use super::{normalize_whitespace, NodeKind};
use serde::{Deserialize, Serialize};

/// Owned copy of a sequence of subtrees.
///
/// Every markup-valued field of the document model (part bodies, route
/// descriptions, pitfall problems and solutions, intro and conclusion) is a
/// fragment, so the model compares by value and serializes without any
/// reference back into the source tree.
#[derive(Debug, Clone, Default, PartialEq, Eq, Serialize, Deserialize)]
pub struct MarkupFragment {
    pub nodes: Vec<FragmentNode>,
}

#[derive(Debug, Clone, PartialEq, Eq, Serialize, Deserialize)]
pub struct FragmentNode {
    pub kind: NodeKind,
    #[serde(default, skip_serializing_if = "Vec::is_empty")]
    pub classes: Vec<String>,
    #[serde(default, skip_serializing_if = "Vec::is_empty")]
    pub children: Vec<FragmentNode>,
}

impl FragmentNode {
    pub fn new(kind: NodeKind, children: Vec<FragmentNode>) -> Self {
        Self {
            kind,
            classes: Vec::new(),
            children,
        }
    }

    pub fn text(text: &str) -> Self {
        Self::new(NodeKind::Text(text.to_string()), Vec::new())
    }

    fn is_blank(&self) -> bool {
        match &self.kind {
            NodeKind::Rule => false,
            NodeKind::Text(text) => text.trim().is_empty(),
            _ => self.children.iter().all(FragmentNode::is_blank),
        }
    }

    fn collect_text(&self, out: &mut String) {
        match &self.kind {
            NodeKind::Text(text) => out.push_str(text),
            NodeKind::SoftBreak | NodeKind::LineBreak => out.push(' '),
            kind => {
                if kind.is_block() {
                    out.push(' ');
                }
                for child in &self.children {
                    child.collect_text(out);
                }
                if kind.is_block() {
                    out.push(' ');
                }
            }
        }
    }

    fn write_html(&self, out: &mut String) {
        match &self.kind {
            NodeKind::Text(text) => out.push_str(&escape_html(text)),
            NodeKind::SoftBreak => out.push('\n'),
            NodeKind::Root => {
                for child in &self.children {
                    child.write_html(out);
                }
            }
            kind => {
                let Some(tag) = kind.tag_name() else {
                    return;
                };
                out.push('<');
                out.push_str(&tag);
                if !self.classes.is_empty() {
                    out.push_str(" class=\"");
                    out.push_str(&escape_html(&self.classes.join(" ")));
                    out.push('"');
                }
                if matches!(kind, NodeKind::LineBreak | NodeKind::Rule) {
                    out.push_str(" />");
                    return;
                }
                out.push('>');
                for child in &self.children {
                    child.write_html(out);
                }
                out.push_str("</");
                out.push_str(&tag);
                out.push('>');
                if kind.is_block() {
                    out.push('\n');
                }
            }
        }
    }
}

impl MarkupFragment {
    pub fn new(nodes: Vec<FragmentNode>) -> Self {
        Self { nodes }
    }

    /// A fragment holding a single paragraph of text.
    pub fn paragraph(text: &str) -> Self {
        Self::new(vec![FragmentNode::new(
            NodeKind::Paragraph,
            vec![FragmentNode::text(text)],
        )])
    }

    /// True when the fragment has no visible content.
    pub fn is_empty(&self) -> bool {
        self.nodes.iter().all(FragmentNode::is_blank)
    }

    /// Whitespace-normalized text of the whole fragment.
    pub fn plain_text(&self) -> String {
        let mut out = String::new();
        for node in &self.nodes {
            node.collect_text(&mut out);
        }
        normalize_whitespace(&out)
    }

    pub fn to_html(&self) -> String {
        let mut out = String::new();
        for node in &self.nodes {
            node.write_html(&mut out);
        }
        out
    }
}

fn escape_html(text: &str) -> String {
    let mut out = String::with_capacity(text.len());
    for ch in text.chars() {
        match ch {
            '&' => out.push_str("&amp;"),
            '<' => out.push_str("&lt;"),
            '>' => out.push_str("&gt;"),
            '"' => out.push_str("&quot;"),
            _ => out.push(ch),
        }
    }
    out
}

#[cfg(test)]
mod tests {
    use super::*;

    #[test]
    fn test_render_nested_list_with_classes() {
        let mut item = FragmentNode::new(
            NodeKind::ListItem,
            vec![FragmentNode::new(
                NodeKind::Strong,
                vec![FragmentNode::text("Conquista:")],
            )],
        );
        item.classes.push("conquest-item".to_string());
        let fragment = MarkupFragment::new(vec![FragmentNode::new(
            NodeKind::List { ordered: false },
            vec![item],
        )]);
        assert_eq!(
            fragment.to_html(),
            "<ul><li class=\"conquest-item\"><strong>Conquista:</strong></li>\n</ul>\n"
        );
    }

    #[test]
    fn test_escapes_text() {
        let fragment = MarkupFragment::paragraph("a < b & c");
        assert_eq!(fragment.to_html(), "<p>a &lt; b &amp; c</p>\n");
        assert_eq!(fragment.plain_text(), "a < b & c");
    }

    #[test]
    fn test_blank_fragment_is_empty() {
        let fragment = MarkupFragment::new(vec![FragmentNode::new(
            NodeKind::Paragraph,
            vec![FragmentNode::text("  ")],
        )]);
        assert!(fragment.is_empty());
        assert!(MarkupFragment::default().is_empty());
    }
}
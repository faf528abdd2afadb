use super::{FragmentNode, MarkupFragment, MarkupTree, MarkupTreeMut, NodeId, NodeKind};

#[derive(Debug, Clone)]
struct Node {
    kind: NodeKind,
    classes: Vec<String>,
    parent: Option<NodeId>,
    children: Vec<NodeId>,
}

impl Node {
    fn new(kind: NodeKind) -> Self {
        Self {
            kind,
            classes: Vec::new(),
            parent: None,
            children: Vec::new(),
        }
    }
}

/// Arena-backed markup tree.
///
/// Nodes live in a flat `Vec` and refer to each other by `NodeId`, so the
/// tree has no reference cycles and can be cloned and compared as plain data.
/// Detached nodes stay in the arena but are no longer reachable from the root.
#[derive(Debug, Clone)]
pub struct DocTree {
    nodes: Vec<Node>,
    root: NodeId,
}

impl Default for DocTree {
    fn default() -> Self {
        Self::new()
    }
}

impl DocTree {
    pub fn new() -> Self {
        Self {
            nodes: vec![Node::new(NodeKind::Root)],
            root: NodeId(0),
        }
    }

    /// Rebuild a tree whose root holds the fragment's nodes.
    pub fn from_fragment(fragment: &MarkupFragment) -> Self {
        let mut tree = Self::new();
        let root = tree.root;
        for node in &fragment.nodes {
            tree.graft(root, node);
        }
        tree
    }

    /// Copy subtrees of another tree under a fresh root.
    pub fn from_subtrees(source: &dyn MarkupTree, ids: &[NodeId]) -> Self {
        Self::from_fragment(&source.to_fragment(ids))
    }

    /// Append a copy of a fragment node (and its subtree) under `parent`.
    pub fn graft(&mut self, parent: NodeId, node: &FragmentNode) -> NodeId {
        let id = self.create_node(node.kind.clone());
        self.nodes[id.0].classes = node.classes.clone();
        self.append_child(parent, id);
        for child in &node.children {
            self.graft(id, child);
        }
        id
    }

    /// Create an element and append it to `parent`.
    pub fn element(&mut self, parent: NodeId, kind: NodeKind) -> NodeId {
        let id = self.create_node(kind);
        self.append_child(parent, id);
        id
    }

    /// Create a text node and append it to `parent`.
    pub fn text(&mut self, parent: NodeId, text: &str) -> NodeId {
        self.element(parent, NodeKind::Text(text.to_string()))
    }

    /// Number of nodes reachable from the root, root included.
    pub fn reachable_count(&self) -> usize {
        1 + self.descendants(self.root).len()
    }

    pub fn to_html(&self) -> String {
        self.to_fragment(self.children(self.root)).to_html()
    }
}

impl MarkupTree for DocTree {
    fn root(&self) -> NodeId {
        self.root
    }

    fn kind(&self, id: NodeId) -> &NodeKind {
        &self.nodes[id.0].kind
    }

    fn children(&self, id: NodeId) -> &[NodeId] {
        &self.nodes[id.0].children
    }

    fn parent(&self, id: NodeId) -> Option<NodeId> {
        self.nodes[id.0].parent
    }

    fn classes(&self, id: NodeId) -> &[String] {
        &self.nodes[id.0].classes
    }
}

impl MarkupTreeMut for DocTree {
    fn create_node(&mut self, kind: NodeKind) -> NodeId {
        self.nodes.push(Node::new(kind));
        NodeId(self.nodes.len() - 1)
    }

    fn append_child(&mut self, parent: NodeId, child: NodeId) {
        let index = self.nodes[parent.0].children.len();
        self.insert_child(parent, index, child);
    }

    fn insert_child(&mut self, parent: NodeId, index: usize, child: NodeId) {
        // Refuse moves that would create a cycle.
        if parent == child || self.is_ancestor_of(child, parent) {
            return;
        }
        let mut index = index;
        if self.nodes[child.0].parent == Some(parent) {
            if let Some(pos) = self.nodes[parent.0].children.iter().position(|&c| c == child) {
                if pos < index {
                    index -= 1;
                }
            }
        }
        self.detach(child);
        let children = &mut self.nodes[parent.0].children;
        let index = index.min(children.len());
        children.insert(index, child);
        self.nodes[child.0].parent = Some(parent);
    }

    fn detach(&mut self, id: NodeId) {
        if let Some(parent) = self.nodes[id.0].parent.take() {
            self.nodes[parent.0].children.retain(|&c| c != id);
        }
    }

    fn add_class(&mut self, id: NodeId, class: &str) {
        let classes = &mut self.nodes[id.0].classes;
        if !classes.iter().any(|c| c == class) {
            classes.push(class.to_string());
        }
    }

    fn set_text(&mut self, id: NodeId, text: String) {
        if let NodeKind::Text(current) = &mut self.nodes[id.0].kind {
            *current = text;
        }
    }

    fn unwrap_node(&mut self, id: NodeId) {
        let Some(parent) = self.nodes[id.0].parent else {
            return;
        };
        let Some(pos) = self.nodes[parent.0].children.iter().position(|&c| c == id) else {
            return;
        };
        let children = std::mem::take(&mut self.nodes[id.0].children);
        self.detach(id);
        for (offset, child) in children.into_iter().enumerate() {
            self.nodes[child.0].parent = None;
            self.insert_child(parent, pos + offset, child);
        }
    }
}

#[cfg(test)]
mod tests {
    use super::*;

    fn list_with_items(tree: &mut DocTree, items: &[&str]) -> (NodeId, Vec<NodeId>) {
        let root = tree.root();
        let list = tree.element(root, NodeKind::List { ordered: false });
        let ids = items
            .iter()
            .map(|text| {
                let li = tree.element(list, NodeKind::ListItem);
                tree.text(li, text);
                li
            })
            .collect();
        (list, ids)
    }

    #[test]
    fn test_sibling_navigation() {
        let mut tree = DocTree::new();
        let (_, items) = list_with_items(&mut tree, &["a", "b", "c"]);
        assert_eq!(tree.next_sibling(items[0]), Some(items[1]));
        assert_eq!(tree.prev_sibling(items[0]), None);
        assert_eq!(tree.preceding_siblings(items[2]), vec![items[1], items[0]]);
        assert_eq!(tree.following_siblings(items[0]), vec![items[1], items[2]]);
    }

    #[test]
    fn test_append_moves_node() {
        let mut tree = DocTree::new();
        let (list, items) = list_with_items(&mut tree, &["a", "b"]);
        let sub = tree.element(items[0], NodeKind::List { ordered: false });
        tree.append_child(sub, items[1]);
        assert_eq!(tree.children(list), &[items[0]]);
        assert_eq!(tree.parent(items[1]), Some(sub));
    }

    #[test]
    fn test_append_refuses_cycles() {
        let mut tree = DocTree::new();
        let (list, items) = list_with_items(&mut tree, &["a"]);
        tree.append_child(items[0], list);
        assert_eq!(tree.parent(list), Some(tree.root()));
    }

    #[test]
    fn test_unwrap_keeps_child_order() {
        let mut tree = DocTree::new();
        let root = tree.root();
        let p = tree.element(root, NodeKind::Paragraph);
        tree.text(p, "x ");
        let span = tree.element(p, NodeKind::Span);
        tree.text(span, "y");
        tree.text(span, "z");
        tree.text(p, " w");
        tree.unwrap_node(span);
        assert_eq!(tree.children(p).len(), 4);
        assert_eq!(tree.text_content(p), "x yz w");
    }

    #[test]
    fn test_text_content_separates_blocks() {
        let mut tree = DocTree::new();
        let (list, _) = list_with_items(&mut tree, &["first", "second"]);
        assert_eq!(tree.text_content(list), "first\nsecond");
        assert_eq!(tree.normalized_text(list), "first second");
    }

    #[test]
    fn test_fragment_rebuild_is_equal() {
        let mut tree = DocTree::new();
        list_with_items(&mut tree, &["a", "b"]);
        let fragment = tree.to_fragment(tree.children(tree.root()));
        let rebuilt = DocTree::from_fragment(&fragment);
        assert_eq!(rebuilt.to_fragment(rebuilt.children(rebuilt.root())), fragment);
    }
}
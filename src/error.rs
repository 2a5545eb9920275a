use axum::http::StatusCode;
use axum::response::{IntoResponse, Response};
use axum::Json;

use crate::llm::LlmError;

/// Every way a request can fail, as reported to the caller.
#[derive(Debug, thiserror::Error)]
pub enum ApiError {
    #[error("Question is required")]
    Validation,
    #[error("AI service is not configured")]
    Configuration,
    #[error("Rate limit exceeded. Please try again in a moment.")]
    RateLimit,
    #[error("AI credits depleted. Please add more credits to continue.")]
    QuotaExceeded,
    #[error("Failed to generate explanation")]
    Upstream,
    #[error("{0}")]
    Internal(String),
}

impl ApiError {
    pub fn status(&self) -> StatusCode {
        match self {
            ApiError::Validation => StatusCode::BAD_REQUEST,
            ApiError::Configuration => StatusCode::INTERNAL_SERVER_ERROR,
            ApiError::RateLimit => StatusCode::TOO_MANY_REQUESTS,
            ApiError::QuotaExceeded => StatusCode::PAYMENT_REQUIRED,
            ApiError::Upstream => StatusCode::INTERNAL_SERVER_ERROR,
            ApiError::Internal(_) => StatusCode::INTERNAL_SERVER_ERROR,
        }
    }

    pub fn internal(err: impl std::fmt::Display) -> Self {
        let message = err.to_string();
        if message.is_empty() {
            ApiError::Internal("Unknown error".to_string())
        } else {
            ApiError::Internal(message)
        }
    }
}

impl From<LlmError> for ApiError {
    fn from(err: LlmError) -> Self {
        match err {
            LlmError::NotConfigured => ApiError::Configuration,
            LlmError::RateLimited => ApiError::RateLimit,
            LlmError::QuotaExceeded => ApiError::QuotaExceeded,
            LlmError::Status { .. } => ApiError::Upstream,
            other @ (LlmError::Transport(_) | LlmError::InvalidResponse(_)) => {
                ApiError::internal(other)
            }
        }
    }
}

impl IntoResponse for ApiError {
    fn into_response(self) -> Response {
        let body = serde_json::json!({ "error": self.to_string() });
        (self.status(), Json(body)).into_response()
    }
}
mod explain;

use axum::http::header::{AUTHORIZATION, CONTENT_TYPE};
use axum::http::HeaderName;
use axum::routing::post;
use axum::Router;
use tower_http::cors::{Any, CorsLayer};
use tower_http::trace::TraceLayer;

use crate::state::AppState;

/// Permissive CORS: any origin, plus the headers browser clients send.
/// Every OPTIONS request is answered here as a preflight.
fn cors() -> CorsLayer {
    CorsLayer::new()
        .allow_origin(Any)
        .allow_methods(Any)
        .allow_headers([
            AUTHORIZATION,
            HeaderName::from_static("x-client-info"),
            HeaderName::from_static("apikey"),
            CONTENT_TYPE,
        ])
}

pub fn router(state: AppState) -> Router {
    Router::new()
        .route("/explain-question", post(explain::explain_question))
        .layer(cors())
        .layer(TraceLayer::new_for_http())
        .with_state(state)
}
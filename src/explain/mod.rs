pub mod prompts;
pub mod sections;
pub mod types;

use std::sync::Arc;

use tracing::{debug, error, info, warn};

use crate::error::ApiError;
use crate::llm::{ChatModel, Message};

use types::{ExplanationRequest, ExplanationSections};

/// Turns a student's question into a sectioned explanation with one model call.
pub struct ExplainEngine {
    llm: Arc<dyn ChatModel>,
}

impl ExplainEngine {
    pub fn new(llm: Arc<dyn ChatModel>) -> Self {
        Self { llm }
    }

    /// The trimmed question, or a validation error when it is missing or blank.
    pub fn validate(req: &ExplanationRequest) -> Result<&str, ApiError> {
        req.question
            .as_deref()
            .map(str::trim)
            .filter(|q| !q.is_empty())
            .ok_or(ApiError::Validation)
    }

    pub async fn explain(&self, req: &ExplanationRequest) -> Result<ExplanationSections, ApiError> {
        info!(
            subject = %req.subject,
            detail_level = %req.detail_level,
            question_len = req.question.as_deref().map(str::len).unwrap_or(0),
            "Processing question"
        );

        Self::validate(req).inspect_err(|_| warn!("Rejected empty question"))?;

        if !self.llm.is_configured() {
            error!("LOVABLE_API_KEY is not configured");
            return Err(ApiError::Configuration);
        }

        // Trimming only gates validation; the prompt carries the question as sent.
        let question = req.question.as_deref().unwrap_or_default();
        let prompts = prompts::build_prompts(question, &req.subject, req.detail_level);
        let messages = [Message::system(prompts.system), Message::user(prompts.user)];

        info!(model = self.llm.model(), "Calling AI gateway");
        let content = self.llm.chat(&messages).await.map_err(|e| {
            error!(error = %e, "AI gateway call failed");
            ApiError::from(e)
        })?;

        info!(content_len = content.len(), "AI response received, parsing sections");
        let sections = sections::parse_sections(&content);
        debug!(
            fallback = sections.steps.is_empty() && sections.explanation == content,
            "Sections parsed"
        );

        Ok(sections)
    }
}
mod error;
mod explain;
mod llm;
mod routes;
mod state;

use std::sync::Arc;

use anyhow::Context;
use tracing::{info, warn};
use tracing_subscriber::EnvFilter;

use llm::{ChatModel, LlmClient, LlmConfig};
use state::AppState;

#[tokio::main]
async fn main() -> anyhow::Result<()> {
    // Load env
    let _ = dotenv::dotenv();

    tracing_subscriber::fmt()
        .with_env_filter(
            EnvFilter::try_from_default_env().unwrap_or_else(|_| EnvFilter::new("info")),
        )
        .init();

    let config = LlmConfig::from_env();
    let bind_addr = dotenv::var("BIND_ADDR").unwrap_or_else(|_| "0.0.0.0:8000".to_string());

    // Init LLM client
    let llm_client = LlmClient::new(config)?;
    if llm_client.is_configured() {
        info!(model = llm_client.model(), "LLM client initialized");
    } else {
        warn!("LOVABLE_API_KEY is not set; requests will fail until it is configured");
    }

    let app = routes::router(AppState::new(Arc::new(llm_client)));

    let listener = tokio::net::TcpListener::bind(&bind_addr)
        .await
        .with_context(|| format!("Failed to bind {}", bind_addr))?;
    info!("Listening on {}", bind_addr);

    axum::serve(listener, app)
        .await
        .context("Server error")?;

    Ok(())
}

━━━

• _TASK DETAILS_: From the records above, copy only the lines starting with the line that holds "pub fn new()" and going on through the line that holds "Create a text", exactly as written.

• _EXERCISE OUTPUT_:
    pub fn new() -> Self {
        Self {
            nodes: vec![Node::new(NodeKind::Root)],
            root: NodeId(0),
        }
    }

    /// Rebuild a tree whose root holds the fragment's nodes.
    pub fn from_fragment(fragment: &MarkupFragment) -> Self {
        let mut tree = Self::new();
        let root = tree.root;
        for node in &fragment.nodes {
            tree.graft(root, node);
        }
        tree
    }

    /// Copy subtrees of another tree under a fresh root.
    pub fn from_subtrees(source: &dyn MarkupTree, ids: &[NodeId]) -> Self {
        Self::from_fragment(&source.to_fragment(ids))
    }

    /// Append a copy of a fragment node (and its subtree) under `parent`.
    pub fn graft(&mut self, parent: NodeId, node: &FragmentNode) -> NodeId {
        let id = self.create_node(node.kind.clone());
        self.nodes[id.0].classes = node.classes.clone();
        self.append_child(parent, id);
        for child in &node.children {
            self.graft(id, child);
        }
        id
    }

    /// Create an element and append it to `parent`.
    pub fn element(&mut self, parent: NodeId, kind: NodeKind) -> NodeId {
        let id = self.create_node(kind);
        self.append_child(parent, id);
        id
    }

    /// Create a text node and append it to `parent`.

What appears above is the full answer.